Buna karşı mahalle halkı tarafından ilk kendiliğinden tepkiler oluşmaya başladı. İlk önceleri bu tepkiler mahalle halkı tarafından toplumsal çıkarlardan çok bireysel ya da ailelerin sadece kendi çıkarlarını gözetecek muhalefet biçimleriyle gelişti. O süreçte bölgede bulunan ve bir demokratik kitle örgütü olan İlker Mahallesi Halkevi üyeleri mahalle halkı ile birlikte sürece müdahil oldu. Halkevleriyle birlikte, yürütülen mücadelenin seyri değişti aslında. Artık muhalefet biçimi kişisel kaygılar ve bireysel çıkarlardan çok, toplumsal kazanımlar mücadelesine dönüşmeye başladı.
Mahallenin ortasında derme çatma bir gecekondu düzenlenerek, daha sonra bütün kentsel dönüşüm alanlarındaki mücadelelere örnek olacak ve yaygınlaşmaya başlayacak olan “Dikmen Vadisi Barınma Hakkı Bürosu” oluşturuldu. Ve bu mücadelenin ismi Barınma Hakkı mücadelesi olarak mahalle halkının kafasında şekillenmeye başladı.  Dikmen Vadisi Halkı bu haksızlığa karşı direndikçe muhalefetin diğer bileşenleriyle buluşmaya başladı barınma hakkı mücadelesi.

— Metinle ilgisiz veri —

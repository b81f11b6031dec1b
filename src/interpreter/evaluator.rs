/// Binary operator evaluation.
///
/// Implements evaluation for the arithmetic operators, including the null
/// result for non-numeric operands.
pub mod binary;

/// Core evaluation logic for statements and expressions.
///
/// Contains the program-level evaluation loop, statement dispatch, and the
/// expression evaluator.
pub mod core;

/// Object literal evaluation.
///
/// Builds object values from property lists, resolving shorthand properties
/// against the environment.
pub mod object;
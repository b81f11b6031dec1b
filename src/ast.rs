/// The root of every parsed source text.
///
/// A `Program` owns the ordered list of top-level statements produced by the
/// parser. Evaluating a program yields the value of its last statement, or
/// null when the body is empty.
#[derive(Debug, Clone, PartialEq)]
pub struct Program {
    /// The top-level statements in source order.
    pub body: Vec<Statement>,
}

/// Represents a top-level statement.
///
/// Statements are the units the parser emits while walking a program body.
/// Every expression is also valid in statement position.
#[derive(Debug, Clone, PartialEq)]
pub enum Statement {
    /// A variable declaration using `val` or `cval`.
    VarDeclaration {
        /// The name being declared.
        identifier: String,
        /// Whether the binding was declared with `cval` and rejects
        /// reassignment.
        constant: bool,
        /// The initializer, absent for a bare `val name;`.
        value: Option<Expr>,
        /// Line number in the source code.
        line: usize,
    },
    /// A standalone expression evaluated for its result.
    Expression {
        /// The expression to evaluate.
        expr: Expr,
        /// Line number in the source code.
        line: usize,
    },
}

/// An abstract syntax tree (AST) node representing an expression.
///
/// `Expr` covers every expression form the grammar recognizes, from literals
/// and identifiers up to assignments, object literals, and member/call
/// chains. Nodes are built bottom-up by the parser and never mutated
/// afterwards.
#[derive(Debug, Clone, PartialEq)]
pub enum Expr {
    /// A numeric constant such as `42`.
    NumericLiteral {
        /// The literal value.
        value: f64,
        /// Line number in the source code.
        line: usize,
    },
    /// Reference to a variable by name.
    Identifier {
        /// Name of the variable.
        symbol: String,
        /// Line number in the source code.
        line: usize,
    },
    /// A binary operation (addition, subtraction, etc.).
    Binary {
        /// Left operand.
        left: Box<Self>,
        /// The operator.
        op: BinaryOperator,
        /// Right operand.
        right: Box<Self>,
        /// Line number in the source code.
        line: usize,
    },
    /// An assignment such as `x = 5`.
    ///
    /// The target is kept as a full expression; the evaluator rejects any
    /// target that is not an identifier.
    Assignment {
        /// The expression being assigned to.
        target: Box<Self>,
        /// The value to assign.
        value: Box<Self>,
        /// Line number in the source code.
        line: usize,
    },
    /// An object literal such as `{ a: 1, b }`.
    ObjectLiteral {
        /// Properties in declaration order.
        properties: Vec<Property>,
        /// Line number in the source code.
        line: usize,
    },
    /// A member access such as `point.x` or `point[key]`.
    Member {
        /// The expression being accessed.
        object: Box<Self>,
        /// The property expression; an identifier for dot access, any
        /// expression for bracket access.
        property: Box<Self>,
        /// `true` for bracket access, `false` for dot access.
        computed: bool,
        /// Line number in the source code.
        line: usize,
    },
    /// A call expression such as `f(1, 2)`.
    Call {
        /// The expression being called.
        caller: Box<Self>,
        /// Argument expressions in source order.
        args: Vec<Self>,
        /// Line number in the source code.
        line: usize,
    },
}

impl Expr {
    /// Gets the line number from `self`.
    /// ## Example
    /// ```
    /// use ryx::ast::Expr;
    ///
    /// let expr = Expr::Identifier { symbol: "x".to_string(),
    ///                               line:   5, };
    ///
    /// assert_eq!(expr.line_number(), 5);
    /// ```
    #[must_use]
    pub const fn line_number(&self) -> usize {
        match self {
            Self::NumericLiteral { line, .. }
            | Self::Identifier { line, .. }
            | Self::Binary { line, .. }
            | Self::Assignment { line, .. }
            | Self::ObjectLiteral { line, .. }
            | Self::Member { line, .. }
            | Self::Call { line, .. } => *line,
        }
    }
}

/// A single entry of an object literal.
///
/// A property with no value expression is shorthand: `{ a }` binds the key
/// `a` to whatever the variable `a` holds when the literal is evaluated.
#[derive(Debug, Clone, PartialEq)]
pub struct Property {
    /// The property key.
    pub key: String,
    /// The value expression, or `None` for shorthand entries.
    pub value: Option<Expr>,
    /// Line number in the source code.
    pub line: usize,
}

/// Represents a binary operator.
#[derive(Debug, Copy, Clone, PartialEq, Eq)]
pub enum BinaryOperator {
    /// Addition (`+`)
    Add,
    /// Subtraction (`-`)
    Sub,
    /// Multiplication (`*`)
    Mul,
    /// Division (`/`)
    Div,
    /// Modulo (`%`)
    Mod,
}

impl std::fmt::Display for BinaryOperator {
    fn fmt(&self, f: &mut std::fmt::Formatter<'_>) -> std::fmt::Result {
        let operator = match self {
            Self::Add => "+",
            Self::Sub => "-",
            Self::Mul => "*",
            Self::Div => "/",
            Self::Mod => "%",
        };
        write!(f, "{operator}")
    }
}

Halkevlerinden sonra TMMOB’ye bağlı Şehir Plancıları Odası, sonrasında KESK, DİSK, Ankara Tabip Odası vb. birçok emek ve meslek örgütleri barınma hakkı mücadelesine sahip çıkmaya başladılar. Bugün Ankara’ da bu çalışmayı yürüten “Barınma Hakkı Çalışma Grubu”, yani sizin bahsettiğiniz www.barınma.org , Barınma Hakkı Gazetesi’ vb. çalışmaları yürüten inisiyatifte bu şekilde ortaya çıktı. Ancak bizi bir araya getiren ana unsur Dikmen Vadisi Halkının yürüttüğü kararlı mücadeledir. Bu bahsettiğim Barınma Hakkı Çalışma Grubu ise şu an için Ankara’nın değişik kentsel dönüşüm alanlarından gelen mahalle halkı temsilcilerinden, bu bölgelerde gönüllü olarak çalışan avukat arkadaşlardan, barınma hakkı mücadelesine sahip çıkan mühendis, mimar, şehir plancılarından oluşuyor.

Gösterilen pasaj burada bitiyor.